For another, each chapter reminds the reader that food images are not trivial or limited to surface level readings. Their significance is always embedded within wider webs of social and cultural meaning. To get at these complex meanings, interdisciplinary methodologies and insights are needed from food studies, media studies, and many other fields represented in the book.

Many of our authors also open up the importance of analyzing the work that goes into making food images and sustaining the feed’s endless appetite for fresh content. This work is shaped by many factors, from gender and class to evolving photographic styles, and provokes many different forms of consumption, from pleasure to critique. Our book undercuts popular perceptions that Instagram is a less political platform, a place to post quick snaps with little effort or thought. Instagram is quite serious, meaningful, and worthy of our critical attention.

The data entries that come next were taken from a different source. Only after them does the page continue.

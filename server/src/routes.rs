use std::path::{Component, Path as FsPath};

use axum::Json;
use axum::extract::{Form, Path, State};
use chrono::Utc;
use prompt_harness_core::{AnalysisKind, AnalysisRequest, ModelId, ResultBundle, TestResult};
use prompt_harness_db::{ExportReceipt, default_export_name};
use serde::{Deserialize, Serialize};
use serde_json::{Value, json};
use tracing::{debug, info};

use crate::AppState;
use crate::error::ApiError;

/// Form fields accepted by the test endpoints.
#[derive(Debug, Default, Deserialize)]
pub struct TestForm {
    pub company_context: Option<String>,
    pub model_choice: Option<String>,
}

/// Form fields accepted by `POST /export`.
#[derive(Debug, Default, Deserialize)]
pub struct ExportForm {
    pub kind: Option<String>,
    /// File name inside the export directory.
    pub path: Option<String>,
}

#[derive(Debug, Serialize)]
pub struct ResultResponse {
    pub success: bool,
    pub result: TestResult,
}

#[derive(Debug, Serialize)]
pub struct BundleResponse {
    pub success: bool,
    #[serde(flatten)]
    pub bundle: ResultBundle,
}

#[derive(Debug, Serialize)]
pub struct ExportResponse {
    pub success: bool,
    #[serde(flatten)]
    pub receipt: ExportReceipt,
}

async fn run_test(
    state: &AppState,
    form: TestForm,
    kind: AnalysisKind,
) -> Result<Json<ResultResponse>, ApiError> {
    let model = form
        .model_choice
        .as_deref()
        .filter(|m| !m.trim().is_empty())
        .unwrap_or(ModelId::Qwen.as_str());
    let request = AnalysisRequest::parse(form.company_context.as_deref(), model, kind)?;

    let result = state.assembler.run(request).await;
    Ok(Json(ResultResponse {
        success: true,
        result,
    }))
}

/// POST /test-single - run a TAM test
pub async fn test_single(
    State(state): State<AppState>,
    Form(form): Form<TestForm>,
) -> Result<Json<ResultResponse>, ApiError> {
    run_test(&state, form, AnalysisKind::Tam).await
}

/// POST /test-dcf - run a DCF test
pub async fn test_dcf(
    State(state): State<AppState>,
    Form(form): Form<TestForm>,
) -> Result<Json<ResultResponse>, ApiError> {
    run_test(&state, form, AnalysisKind::Dcf).await
}

/// GET /results/{test_id}
pub async fn get_result(
    State(state): State<AppState>,
    Path(test_id): Path<String>,
) -> Result<Json<ResultResponse>, ApiError> {
    debug!(test_id = %test_id, "Getting result");
    let result = state
        .assembler
        .store()
        .get(&test_id)
        .ok_or_else(|| ApiError::NotFound(format!("test result not found: {test_id}")))?;
    Ok(Json(ResultResponse {
        success: true,
        result,
    }))
}

/// GET /export-results - TAM bundle
pub async fn export_tam(State(state): State<AppState>) -> Json<BundleResponse> {
    Json(BundleResponse {
        success: true,
        bundle: state.assembler.store().bundle(Some(AnalysisKind::Tam)),
    })
}

/// GET /export-dcf-results - DCF bundle
pub async fn export_dcf(State(state): State<AppState>) -> Json<BundleResponse> {
    Json(BundleResponse {
        success: true,
        bundle: state.assembler.store().bundle(Some(AnalysisKind::Dcf)),
    })
}

/// POST /export - write a bundle into the export directory
pub async fn export_to_file(
    State(state): State<AppState>,
    Form(form): Form<ExportForm>,
) -> Result<Json<ExportResponse>, ApiError> {
    let kind = match form.kind.as_deref().map(str::trim) {
        None | Some("") | Some("all") => None,
        Some(kind) => Some(kind.parse::<AnalysisKind>()?),
    };
    let name = match form.path {
        Some(path) if !path.trim().is_empty() => path,
        _ => default_export_name(kind),
    };
    if !is_plain_relative(FsPath::new(&name)) {
        return Err(ApiError::BadRequest(format!(
            "export path must be relative to the export directory: {name}"
        )));
    }

    let path = state.config.results.export_dir.join(name);
    let store = state.assembler.store().clone();
    let receipt = tokio::task::spawn_blocking(move || store.export_to_file(kind, path))
        .await
        .map_err(|e| ApiError::Internal(format!("export task failed: {e}")))??;

    info!(path = %receipt.path.display(), total_tests = receipt.total_tests, "Export written");
    Ok(Json(ExportResponse {
        success: true,
        receipt,
    }))
}

/// GET /health
pub async fn health(State(state): State<AppState>) -> Json<Value> {
    let providers = &state.config.providers;
    Json(json!({
        "status": "healthy",
        "timestamp": Utc::now().to_rfc3339(),
        "models": {
            "qwen": providers.qwen.model,
            "gemini": providers.gemini.model,
        },
        "storedResults": state.assembler.store().len(),
    }))
}

fn is_plain_relative(path: &FsPath) -> bool {
    path.components().all(|c| matches!(c, Component::Normal(_)))
}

Q: What is the most important idea you hope readers will take away from your book?

For all readers, we hope they’ll appreciate how the book invites us to have fun with the range of food images and food practices that fill our social media feeds, at the same time as we can deepen our critical thinking about them. We sought out chapters that interweave celebrations of community, sexiness, satire, feminist play, beauty, and solidarity alongside questions about exploitation, power differentials, toxic gender norms, commercialism, inauthenticity, and so much more. We can bring critical attention to food and social media while still finding space for pleasure and playfulness.

For academics, we hope those researching in media studies and food studies will be newly inspired by the fruitful intersections between these already interdisciplinary fields. There remain many rich opportunities for applying media studies frameworks to food studies and food studies insights to media studies. We hope that our book provides a map for future efforts, and we sketch more possibilities in our Afterword. We are eager to see this area of study blossom.

Q: What do you like to read/watch/or listen to for fun?

As media studies professors we consume, analyze, and teach a lot of media! Emily recently did an interview here for the university student newspaper about her wide-ranging media tastes. As the mother of a 1-year-old, Zenia’s media diet is currently hijacked by textured books, cartoon lullabies, and sing-alongs, but she also loves to read non-fiction and wind down to travel shows.